TO DO >>
Exactly as given, transcribe each entry that follows.

DATA EXCERPTS >>
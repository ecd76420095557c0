//! Named scoring combinations and their fixed values.

use serde::{Deserialize, Serialize};

use crate::core::Points;

/// A scoring set the player kept from a roll.
#[derive(Clone, Copy, Debug, PartialEq, Eq, Hash, Serialize, Deserialize)]
pub enum Combination {
    SingleOne,
    SingleFive,
    TripleOnes,
    TripleTwos,
    TripleThrees,
    TripleFours,
    TripleFives,
    TripleSixes,
    FourOfAKind,
    FiveOfAKind,
    SixOfAKind,
    /// 1-2-3-4-5-6.
    Straight,
    ThreePairs,
    FourOfAKindPlusPair,
    TwoTriples,
}

impl Combination {
    /// Every combination, in table order.
    pub const ALL: [Combination; 15] = [
        Combination::SingleOne,
        Combination::SingleFive,
        Combination::TripleOnes,
        Combination::TripleTwos,
        Combination::TripleThrees,
        Combination::TripleFours,
        Combination::TripleFives,
        Combination::TripleSixes,
        Combination::FourOfAKind,
        Combination::FiveOfAKind,
        Combination::SixOfAKind,
        Combination::Straight,
        Combination::ThreePairs,
        Combination::FourOfAKindPlusPair,
        Combination::TwoTriples,
    ];

    /// Point value of this combination.
    #[must_use]
    pub const fn points(self) -> Points {
        match self {
            Combination::SingleOne => 100,
            Combination::SingleFive => 50,
            Combination::TripleOnes => 300,
            Combination::TripleTwos => 200,
            Combination::TripleThrees => 300,
            Combination::TripleFours => 400,
            Combination::TripleFives => 500,
            Combination::TripleSixes => 600,
            Combination::FourOfAKind => 1000,
            Combination::FiveOfAKind => 2000,
            Combination::SixOfAKind => 3000,
            Combination::Straight
            | Combination::ThreePairs
            | Combination::FourOfAKindPlusPair => 1500,
            Combination::TwoTriples => 2500,
        }
    }

    /// Three of a kind for a die face (1-6).
    #[must_use]
    pub const fn triple(face: u8) -> Option<Combination> {
        match face {
            1 => Some(Combination::TripleOnes),
            2 => Some(Combination::TripleTwos),
            3 => Some(Combination::TripleThrees),
            4 => Some(Combination::TripleFours),
            5 => Some(Combination::TripleFives),
            6 => Some(Combination::TripleSixes),
            _ => None,
        }
    }
}

impl std::fmt::Display for Combination {
    fn fmt(&self, f: &mut std::fmt::Formatter<'_>) -> std::fmt::Result {
        let label = match self {
            Combination::SingleOne => "One",
            Combination::SingleFive => "Five",
            Combination::TripleOnes => "111",
            Combination::TripleTwos => "222",
            Combination::TripleThrees => "333",
            Combination::TripleFours => "444",
            Combination::TripleFives => "555",
            Combination::TripleSixes => "666",
            Combination::FourOfAKind => "Four of a Kind",
            Combination::FiveOfAKind => "Five of a Kind",
            Combination::SixOfAKind => "Six of a Kind",
            Combination::Straight => "Straight",
            Combination::ThreePairs => "Three Pairs",
            Combination::FourOfAKindPlusPair => "Four of a Kind + Pair",
            Combination::TwoTriples => "Two Triples",
        };
        f.write_str(label)
    }
}

/// Point value for a combination.
#[must_use]
pub const fn score_for_combination(combination: Combination) -> Points {
    combination.points()
}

TASK RESPONSE >>
repository ecd76420095557c0
//! Named scoring combinations and their fixed values.

use serde::{Deserialize, Serialize};

use crate::core::Points;

/// A scoring set the player kept from a roll.
#[derive(Clone, Copy, Debug, PartialEq, Eq, Hash, Serialize, Deserialize)]
pub enum Combination {
    SingleOne,
    SingleFive,
    TripleOnes,
    TripleTwos,
    TripleThrees,
    TripleFours,
    TripleFives,
    TripleSixes,
    FourOfAKind,
    FiveOfAKind,
    SixOfAKind,
    /// 1-2-3-4-5-6.
    Straight,
    ThreePairs,
    FourOfAKindPlusPair,
    TwoTriples,
}

impl Combination {
    /// Every combination, in table order.
    pub const ALL: [Combination; 15] = [
        Combination::SingleOne,
        Combination::SingleFive,
        Combination::TripleOnes,
        Combination::TripleTwos,
        Combination::TripleThrees,
        Combination::TripleFours,
        Combination::TripleFives,
        Combination::TripleSixes,
        Combination::FourOfAKind,
        Combination::FiveOfAKind,
        Combination::SixOfAKind,
        Combination::Straight,
        Combination::ThreePairs,
        Combination::FourOfAKindPlusPair,
        Combination::TwoTriples,
    ];

    /// Point value of this combination.
    #[must_use]
    pub const fn points(self) -> Points {
        match self {
            Combination::SingleOne => 100,
            Combination::SingleFive => 50,
            Combination::TripleOnes => 300,
            Combination::TripleTwos => 200,
            Combination::TripleThrees => 300,
            Combination::TripleFours => 400,
            Combination::TripleFives => 500,
            Combination::TripleSixes => 600,
            Combination::FourOfAKind => 1000,
            Combination::FiveOfAKind => 2000,
            Combination::SixOfAKind => 3000,
            Combination::Straight
            | Combination::ThreePairs
            | Combination::FourOfAKindPlusPair => 1500,
            Combination::TwoTriples => 2500,
        }
    }

    /// Three of a kind for a die face (1-6).
    #[must_use]
    pub const fn triple(face: u8) -> Option<Combination> {
        match face {
            1 => Some(Combination::TripleOnes),
            2 => Some(Combination::TripleTwos),
            3 => Some(Combination::TripleThrees),
            4 => Some(Combination::TripleFours),
            5 => Some(Combination::TripleFives),
            6 => Some(Combination::TripleSixes),
            _ => None,
        }
    }
}

impl std::fmt::Display for Combination {
    fn fmt(&self, f: &mut std::fmt::Formatter<'_>) -> std::fmt::Result {
        let label = match self {
            Combination::SingleOne => "One",
            Combination::SingleFive => "Five",
            Combination::TripleOnes => "111",
            Combination::TripleTwos => "222",
            Combination::TripleThrees => "333",
            Combination::TripleFours => "444",
            Combination::TripleFives => "555",
            Combination::TripleSixes => "666",
            Combination::FourOfAKind => "Four of a Kind",
            Combination::FiveOfAKind => "Five of a Kind",
            Combination::SixOfAKind => "Six of a Kind",
            Combination::Straight => "Straight",
            Combination::ThreePairs => "Three Pairs",
            Combination::FourOfAKindPlusPair => "Four of a Kind + Pair",
            Combination::TwoTriples => "Two Triples",
        };
        f.write_str(label)
    }
}

/// Point value for a combination.
#[must_use]
pub const fn score_for_combination(combination: Combination) -> Points {
    combination.points()
}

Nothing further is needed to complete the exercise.